Department of Computer Engineering, Amirkabir University of Technology, Tehran, Iran.
Electrical and Computer Engineering Department, Semnan University, Semnan, Iran.
Comput Intell Neurosci. 2022 Jan 7;2022:4694567. doi: 10.1155/2022/4694567. eCollection 2022.
. The new coronavirus disease (known as COVID-19) was first identified in Wuhan and quickly spread worldwide, wreaking havoc on the economy and people's everyday lives. As the number of COVID-19 cases is rapidly increasing, a reliable detection technique is needed to identify affected individuals and care for them in the early stages of COVID-19 and reduce the virus's transmission. The most accessible method for COVID-19 identification is Reverse Transcriptase-Polymerase Chain Reaction (RT-PCR); however, it is time-consuming and has false-negative results. These limitations encouraged us to propose a novel framework based on deep learning that can aid radiologists in diagnosing COVID-19 cases from chest X-ray images. . In this paper, a pretrained network, DenseNet169, was employed to extract features from X-ray images. Features were chosen by a feature selection method, i.e., analysis of variance (ANOVA), to reduce computations and time complexity while overcoming the curse of dimensionality to improve accuracy. Finally, selected features were classified by the eXtreme Gradient Boosting (XGBoost). The ChestX-ray8 dataset was employed to train and evaluate the proposed method. . The proposed method reached 98.72% accuracy for two-class classification (COVID-19, No-findings) and 92% accuracy for multiclass classification (COVID-19, No-findings, and Pneumonia). The proposed method's precision, recall, and specificity rates on two-class classification were 99.21%, 93.33%, and 100%, respectively. Also, the proposed method achieved 94.07% precision, 88.46% recall, and 100% specificity for multiclass classification. The experimental results show that the proposed framework outperforms other methods and can be helpful for radiologists in the diagnosis of COVID-19 cases.

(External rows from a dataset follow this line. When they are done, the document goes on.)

//! Uniform block for the `simulate` kernel

use bytemuck::{Pod, Zeroable};
pub use particle_physics::StepParams;

/// Matches `SimParams` in `shaders/simulate.wgsl` (48 bytes).
#[repr(C)]
#[derive(Clone, Copy, Debug, PartialEq, Pod, Zeroable)]
pub struct SimParams {
    pub gravity: [f32; 3],
    pub time_step: f32,

    pub area_size: [f32; 3],
    pub elapsed_time: f32,

    pub intensity: f32,
    pub particle_count: u32,
    pub center_count: u32,
    pub _padding: u32,
}

impl SimParams {
    pub fn new(step: &StepParams, particle_count: u32, center_count: u32) -> Self {
        Self {
            gravity: step.gravity.to_array(),
            time_step: step.time_step,
            area_size: step.area_size.to_array(),
            elapsed_time: step.elapsed_time,
            intensity: step.intensity,
            particle_count,
            center_count,
            _padding: 0,
        }
    }
}
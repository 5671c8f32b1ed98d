//! Capture device errors raised while recording or creating resources

/// Run `f` inside out-of-memory and validation error scopes.
///
/// wgpu reports most failures asynchronously through the device instead of
/// the call that caused them. Scoping turns them back into a `Result` for the
/// caller. On native backends the popped futures are already resolved.
pub fn capture_errors<T>(device: &wgpu::Device, f: impl FnOnce() -> T) -> Result<T, wgpu::Error> {
    device.push_error_scope(wgpu::ErrorFilter::OutOfMemory);
    device.push_error_scope(wgpu::ErrorFilter::Validation);

    let value = f();

    let validation = pollster::block_on(device.pop_error_scope());
    let out_of_memory = pollster::block_on(device.pop_error_scope());

    match out_of_memory.or(validation) {
        Some(error) => Err(error),
        None => Ok(value),
    }
}
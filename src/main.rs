//! GPU particle demo
//!
//! Simulates and draws the particle system in a window. Drag with the left
//! mouse button to orbit, scroll to zoom, Escape to quit.

use gpu_particles::{Camera, FrameClock, ParticleConfig, ParticleSystem};
use std::sync::Arc;
use winit::{
    application::ApplicationHandler,
    event::*,
    event_loop::{ActiveEventLoop, ControlFlow, EventLoop},
    keyboard::{KeyCode, PhysicalKey},
    window::{Window, WindowId},
};

// Catppuccin Mocha base #1e1e2e in linear
const CLEAR_COLOR: wgpu::Color = wgpu::Color {
    r: 0.01176,
    g: 0.01176,
    b: 0.02447,
    a: 1.0,
};

#[derive(Debug, thiserror::Error)]
enum StartupError {
    #[error("failed to create surface: {0}")]
    Surface(#[from] wgpu::CreateSurfaceError),
    #[error("no suitable GPU adapter: {0}")]
    Adapter(#[from] wgpu::RequestAdapterError),
    #[error("failed to create device: {0}")]
    Device(#[from] wgpu::RequestDeviceError),
    #[error(transparent)]
    System(#[from] gpu_particles::SystemError),
}

struct GpuState {
    surface: wgpu::Surface<'static>,
    device: wgpu::Device,
    queue: wgpu::Queue,
    config: wgpu::SurfaceConfiguration,

    system: ParticleSystem,
    camera: Camera,
    clock: FrameClock,

    frame_counter: u32,
    fps_window_start: f32,
}

impl GpuState {
    async fn new(window: Arc<Window>, particles: ParticleConfig) -> Result<Self, StartupError> {
        let size = window.inner_size();

        let instance = wgpu::Instance::new(&wgpu::InstanceDescriptor::default());
        let surface = instance.create_surface(window.clone())?;

        let adapter = instance
            .request_adapter(&wgpu::RequestAdapterOptions {
                power_preference: wgpu::PowerPreference::HighPerformance,
                compatible_surface: Some(&surface),
                force_fallback_adapter: false,
            })
            .await?;

        log::info!("✓ Using GPU: {}", adapter.get_info().name);

        let (device, queue) = adapter
            .request_device(&wgpu::DeviceDescriptor {
                label: Some("Device"),
                required_features: wgpu::Features::empty(),
                required_limits: adapter.limits(),
                memory_hints: wgpu::MemoryHints::default(),
                experimental_features: wgpu::ExperimentalFeatures::default(),
                trace: wgpu::Trace::Off,
            })
            .await?;

        let surface_caps = surface.get_capabilities(&adapter);
        let surface_format = surface_caps
            .formats
            .iter()
            .find(|f| f.is_srgb())
            .copied()
            .unwrap_or(surface_caps.formats[0]);

        let config = wgpu::SurfaceConfiguration {
            usage: wgpu::TextureUsages::RENDER_ATTACHMENT,
            format: surface_format,
            width: size.width.max(1),
            height: size.height.max(1),
            present_mode: wgpu::PresentMode::AutoNoVsync,
            alpha_mode: surface_caps.alpha_modes[0],
            view_formats: vec![],
            desired_maximum_frame_latency: 2,
        };
        surface.configure(&device, &config);

        let mut system = ParticleSystem::new(particles);
        system.initialize(&device, &queue, surface_format)?;

        Ok(Self {
            surface,
            device,
            queue,
            camera: Camera::new(config.width, config.height),
            config,
            system,
            clock: FrameClock::new(),
            frame_counter: 0,
            fps_window_start: 0.0,
        })
    }

    fn resize(&mut self, new_size: winit::dpi::PhysicalSize<u32>) {
        if new_size.width > 0 && new_size.height > 0 {
            self.config.width = new_size.width;
            self.config.height = new_size.height;
            self.surface.configure(&self.device, &self.config);
            self.camera.resize(new_size.width, new_size.height);
        }
    }

    /// One frame: simulate, then draw into the swapchain image.
    ///
    /// Returns the measured FPS once per second.
    fn render(&mut self) -> Result<Option<f32>, FrameError> {
        let output = self.surface.get_current_texture()?;
        let view = output
            .texture
            .create_view(&wgpu::TextureViewDescriptor::default());

        let time = self.clock.tick();
        self.system.simulate(time.time_step, time.elapsed)?;
        self.system.render(&view, Some(CLEAR_COLOR), &self.camera)?;

        output.present();

        self.frame_counter += 1;
        let window = time.elapsed - self.fps_window_start;
        if window >= 1.0 {
            let fps = self.frame_counter as f32 / window;
            self.frame_counter = 0;
            self.fps_window_start = time.elapsed;
            return Ok(Some(fps));
        }
        Ok(None)
    }
}

#[derive(Debug, thiserror::Error)]
enum FrameError {
    #[error(transparent)]
    Surface(#[from] wgpu::SurfaceError),
    #[error(transparent)]
    System(#[from] gpu_particles::SystemError),
}

struct App {
    particles: ParticleConfig,
    window: Option<Arc<Window>>,
    gpu_state: Option<GpuState>,
    mouse_pressed: bool,
    last_mouse_pos: Option<(f64, f64)>,
}

impl App {
    fn shutdown(&mut self, event_loop: &ActiveEventLoop) {
        if let Some(gpu_state) = &mut self.gpu_state {
            gpu_state.system.release();
        }
        event_loop.exit();
    }
}

impl ApplicationHandler for App {
    fn resumed(&mut self, event_loop: &ActiveEventLoop) {
        if self.window.is_some() {
            return;
        }

        let window_attributes = Window::default_attributes()
            .with_title("GPU Particles")
            .with_inner_size(winit::dpi::LogicalSize::new(1280, 720));

        let window = match event_loop.create_window(window_attributes) {
            Ok(window) => Arc::new(window),
            Err(e) => {
                log::error!("Failed to create window: {e}");
                event_loop.exit();
                return;
            }
        };

        match pollster::block_on(GpuState::new(window.clone(), self.particles.clone())) {
            Ok(state) => {
                self.window = Some(window);
                self.gpu_state = Some(state);
            }
            Err(e) => {
                log::error!("Startup failed: {e}");
                event_loop.exit();
            }
        }
    }

    fn window_event(
        &mut self,
        event_loop: &ActiveEventLoop,
        _window_id: WindowId,
        event: WindowEvent,
    ) {
        match event {
            WindowEvent::CloseRequested
            | WindowEvent::KeyboardInput {
                event:
                    KeyEvent {
                        physical_key: PhysicalKey::Code(KeyCode::Escape),
                        ..
                    },
                ..
            } => self.shutdown(event_loop),

            WindowEvent::Resized(physical_size) => {
                if let Some(gpu_state) = &mut self.gpu_state {
                    gpu_state.resize(physical_size);
                }
            }

            WindowEvent::MouseInput {
                state,
                button: MouseButton::Left,
                ..
            } => {
                self.mouse_pressed = state == ElementState::Pressed;
                if !self.mouse_pressed {
                    self.last_mouse_pos = None;
                }
            }

            WindowEvent::CursorMoved { position, .. } => {
                if self.mouse_pressed {
                    if let (Some(last_pos), Some(gpu_state)) =
                        (self.last_mouse_pos, &mut self.gpu_state)
                    {
                        let delta_x = (position.x - last_pos.0) as f32;
                        let delta_y = (position.y - last_pos.1) as f32;
                        gpu_state.camera.rotate(-delta_x * 0.005, delta_y * 0.005);
                    }
                    self.last_mouse_pos = Some((position.x, position.y));
                }
            }

            WindowEvent::MouseWheel { delta, .. } => {
                let scroll = match delta {
                    MouseScrollDelta::LineDelta(_x, y) => y * 10.0,
                    MouseScrollDelta::PixelDelta(pos) => pos.y as f32 * 0.1,
                };

                if let Some(gpu_state) = &mut self.gpu_state {
                    gpu_state
                        .camera
                        .zoom(-scroll * gpu_state.camera.distance / 100.0);
                }
            }

            WindowEvent::RedrawRequested => {
                let (Some(window), Some(gpu_state)) = (&self.window, &mut self.gpu_state) else {
                    return;
                };

                let mut fatal = false;
                match gpu_state.render() {
                    Ok(Some(fps)) => {
                        window.set_title(&format!(
                            "GPU Particles - {:.0} FPS - {} particles",
                            fps,
                            gpu_state.system.config().particle_count
                        ));
                    }
                    Ok(None) => {}
                    Err(FrameError::Surface(wgpu::SurfaceError::Lost))
                    | Err(FrameError::Surface(wgpu::SurfaceError::Outdated)) => {
                        gpu_state.resize(window.inner_size())
                    }
                    Err(FrameError::Surface(wgpu::SurfaceError::Timeout)) => {
                        log::warn!("Surface timeout, skipping frame");
                    }
                    Err(e) => {
                        log::error!("Frame failed: {e}");
                        fatal = true;
                    }
                }

                if fatal {
                    self.shutdown(event_loop);
                }
            }

            _ => {}
        }
    }

    fn about_to_wait(&mut self, _event_loop: &ActiveEventLoop) {
        if let Some(window) = &self.window {
            window.request_redraw();
        }
    }
}

fn main() {
    // Initialize logger (RUST_LOG=debug for verbose output)
    env_logger::Builder::from_env(env_logger::Env::default().default_filter_or("info")).init();

    log::info!("Starting GPU particle simulation...");

    let event_loop = match EventLoop::new() {
        Ok(event_loop) => event_loop,
        Err(e) => {
            log::error!("Failed to create event loop: {e}");
            std::process::exit(1);
        }
    };
    event_loop.set_control_flow(ControlFlow::Poll);

    let mut app = App {
        particles: ParticleConfig::default(),
        window: None,
        gpu_state: None,
        mouse_pressed: false,
        last_mouse_pos: None,
    };

    if let Err(e) = event_loop.run_app(&mut app) {
        log::error!("Event loop error: {e}");
    }
}
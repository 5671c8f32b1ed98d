//! Default simulation constants
//!
//! Every value here can be overridden through the system configuration before
//! startup. None of them may change once the GPU buffers exist.

/// Number of particles in the default configuration (4 * 2^20)
pub const DEFAULT_PARTICLE_COUNT: u32 = 1_048_576 * 4;

/// Number of center attractor points
pub const DEFAULT_CENTER_COUNT: u32 = 32;

/// Threads per workgroup along X. Y and Z are always 1.
pub const DEFAULT_WORKGROUP_SIZE: u32 = 256;

/// Largest workgroup width accepted under default device limits
pub const MAX_WORKGROUP_SIZE: u32 = 256;

/// Constant acceleration applied to every particle
pub const DEFAULT_GRAVITY: [f32; 3] = [0.0, -0.3, 0.0];

/// Extents of the box particles live in, centered on the origin
pub const DEFAULT_AREA_SIZE: [f32; 3] = [5.0, 5.0, 5.0];

/// Scale of the pull towards the center points
pub const DEFAULT_INTENSITY: f32 = 20.0;

/// World-space edge length of a particle sprite
pub const DEFAULT_POINT_SIZE: f32 = 0.05;

/// Radius of the sphere initial velocities are drawn from
pub const VELOCITY_SEED_RADIUS: f32 = 10.0;

/// Radius of the sphere initial positions are drawn from
pub const POSITION_SEED_RADIUS: f32 = 55.0;

/// Softening term in the center pull, keeps the force finite at r = 0
pub const CENTER_SOFTENING: f32 = 1.0;
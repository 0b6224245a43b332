use serde::{Deserialize, Serialize};
use serde_json::Value;
use sqlx::PgPool;

#[derive(Debug, Clone, Serialize, Deserialize)]
#[serde(rename_all = "camelCase")]
pub struct Contact {
    pub id: String,
    pub name: String,
    pub phone: String,
    pub email: String,
    #[serde(default)]
    pub tags: Vec<String>,
    #[serde(default)]
    pub custom_fields: Value,
    pub created_at: String,
}

#[derive(Debug, Clone, Serialize)]
#[serde(rename_all = "camelCase")]
pub struct Conversation {
    pub id: String,
    pub contact_id: String,
    pub business_number: String,
    pub status: String,
    pub last_message: String,
    pub last_message_time: String,
    pub last_incoming_at: String,
    pub unread_count: i64,
    pub assigned_agent_id: Option<String>,
    pub assigned_at: String,
    pub created_at: String,
}

/// Conversation row joined with its contact, as the dashboard list and
/// detail endpoints return it.
#[derive(Debug, Clone, Serialize)]
#[serde(rename_all = "camelCase")]
pub struct ConversationSummary {
    pub id: String,
    pub contact_id: String,
    pub contact_name: String,
    pub contact_phone: String,
    pub business_number: String,
    pub status: String,
    pub last_message: String,
    pub last_message_time: String,
    pub last_incoming_at: String,
    pub unread_count: i64,
    pub assigned_agent_id: Option<String>,
    pub assigned_at: String,
    pub created_at: String,
}

#[derive(Debug, Clone, Serialize, Deserialize)]
#[serde(rename_all = "camelCase")]
pub struct ChatMessage {
    pub id: String,
    pub conversation_id: String,
    pub direction: String,
    pub content_type: String,
    pub body: String,
    #[serde(default)]
    pub media_url: String,
    #[serde(default)]
    pub file_name: String,
    pub status: String,
    #[serde(default)]
    pub is_note: bool,
    #[serde(default)]
    pub external_id: String,
    pub created_at: String,
}

#[derive(Debug, Clone, Serialize, Deserialize)]
#[serde(rename_all = "camelCase")]
pub struct MessageTemplate {
    pub id: String,
    pub name: String,
    pub language: String,
    pub category: String,
    pub body: String,
    pub created_at: String,
}

#[derive(Debug, Clone, Serialize)]
#[serde(rename_all = "camelCase")]
pub struct Payment {
    pub id: String,
    pub contact_id: String,
    pub conversation_id: String,
    pub contact_name: String,
    pub contact_phone: String,
    pub amount: i64,
    pub currency: String,
    pub description: String,
    pub razorpay_link_id: String,
    pub razorpay_payment_id: String,
    pub short_url: String,
    pub message_status: String,
    pub status: String,
    pub created_by: String,
    pub created_at: String,
    pub updated_at: String,
}

#[derive(Debug, Clone, Serialize, Deserialize)]
#[serde(rename_all = "camelCase")]
pub struct AgentProfile {
    pub id: String,
    pub name: String,
    pub email: String,
    pub role: String,
}

pub struct AppState {
    pub db: PgPool,
    pub http_client: reqwest::Client,
    pub whatsapp_api_url: String,
    pub whatsapp_api_token: String,
    pub razorpay_key_id: String,
    pub razorpay_key_secret: String,
    pub razorpay_webhook_secret: String,
}

#[derive(Debug, Deserialize)]
#[serde(rename_all = "camelCase")]
pub struct SignupBody {
    pub name: String,
    pub email: String,
    pub password: String,
}

#[derive(Debug, Deserialize)]
#[serde(rename_all = "camelCase")]
pub struct LoginBody {
    pub email: String,
    pub password: String,
}

#[derive(Debug, Deserialize)]
#[serde(rename_all = "camelCase")]
pub struct CreateContactBody {
    #[serde(default)]
    pub name: String,
    pub phone: String,
    #[serde(default)]
    pub email: String,
    #[serde(default)]
    pub tags: Vec<String>,
    pub custom_fields: Option<Value>,
}

#[derive(Debug, Deserialize)]
#[serde(rename_all = "camelCase")]
pub struct PatchContactBody {
    pub name: Option<String>,
    pub phone: Option<String>,
    pub email: Option<String>,
    pub tags: Option<Vec<String>>,
    pub custom_fields: Option<Value>,
}

#[derive(Debug, Deserialize)]
#[serde(rename_all = "camelCase")]
pub struct OpenConversationBody {
    pub contact_id: String,
    #[serde(default)]
    pub business_number: String,
}

#[derive(Debug, Deserialize)]
#[serde(rename_all = "camelCase")]
pub struct SendMessageBody {
    #[serde(default)]
    pub text: String,
    pub content_type: Option<String>,
    pub media_url: Option<String>,
    pub file_name: Option<String>,
    #[serde(default)]
    pub internal_note: bool,
}

#[derive(Debug, Deserialize)]
#[serde(rename_all = "camelCase")]
pub struct SendTemplateBody {
    pub template_name: String,
    #[serde(default)]
    pub params: Vec<String>,
}

#[derive(Debug, Deserialize)]
#[serde(rename_all = "camelCase")]
pub struct CreateTemplateBody {
    pub name: String,
    pub body: String,
    #[serde(default)]
    pub language: String,
    #[serde(default)]
    pub category: String,
}

#[derive(Debug, Deserialize)]
#[serde(rename_all = "camelCase")]
pub struct PatchConversationStatusBody {
    pub status: String,
}

#[derive(Debug, Deserialize)]
#[serde(rename_all = "camelCase")]
pub struct PatchConversationAssigneeBody {
    pub agent_id: Option<String>,
}

#[derive(Debug, Deserialize)]
#[serde(rename_all = "camelCase")]
pub struct CreatePaymentBody {
    pub contact_id: Option<String>,
    pub conversation_id: Option<String>,
    pub amount: i64,
    #[serde(default)]
    pub currency: String,
    #[serde(default)]
    pub description: String,
    #[serde(default)]
    pub send_link: bool,
}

新型冠状病毒病(COVID-19)首次在武汉被发现,并迅速在全球范围内传播,对经济和人们的日常生活造成了严重破坏。随着 COVID-19 病例数量的迅速增加,需要一种可靠的检测技术来识别受感染者,并在 COVID-19 的早期阶段对其进行护理,从而减少病毒的传播。COVID-19 识别最便捷的方法是逆转录-聚合酶链反应(RT-PCR);然而,它既耗时又有假阴性结果。这些局限性促使我们提出了一种基于深度学习的新框架,该框架可以帮助放射科医生从胸部 X 光图像中诊断 COVID-19 病例。在本文中,使用预训练的 DenseNet169 网络从 X 光图像中提取特征。使用方差分析(ANOVA)等特征选择方法选择特征,以减少计算量和时间复杂度,同时克服维度灾难,提高准确性。最后,通过极端梯度提升(XGBoost)对选择的特征进行分类。使用 ChestX-ray8 数据集对所提出的方法进行训练和评估。该方法在两类分类(COVID-19、无发现)中达到了 98.72%的准确率,在多类分类(COVID-19、无发现和肺炎)中达到了 92%的准确率。该方法在两类分类中的精确率、召回率和特异性分别为 99.21%、93.33%和 100%。此外,该方法在多类分类中实现了 94.07%的精确率、88.46%的召回率和 100%的特异性。实验结果表明,所提出的框架优于其他方法,可帮助放射科医生诊断 COVID-19 病例。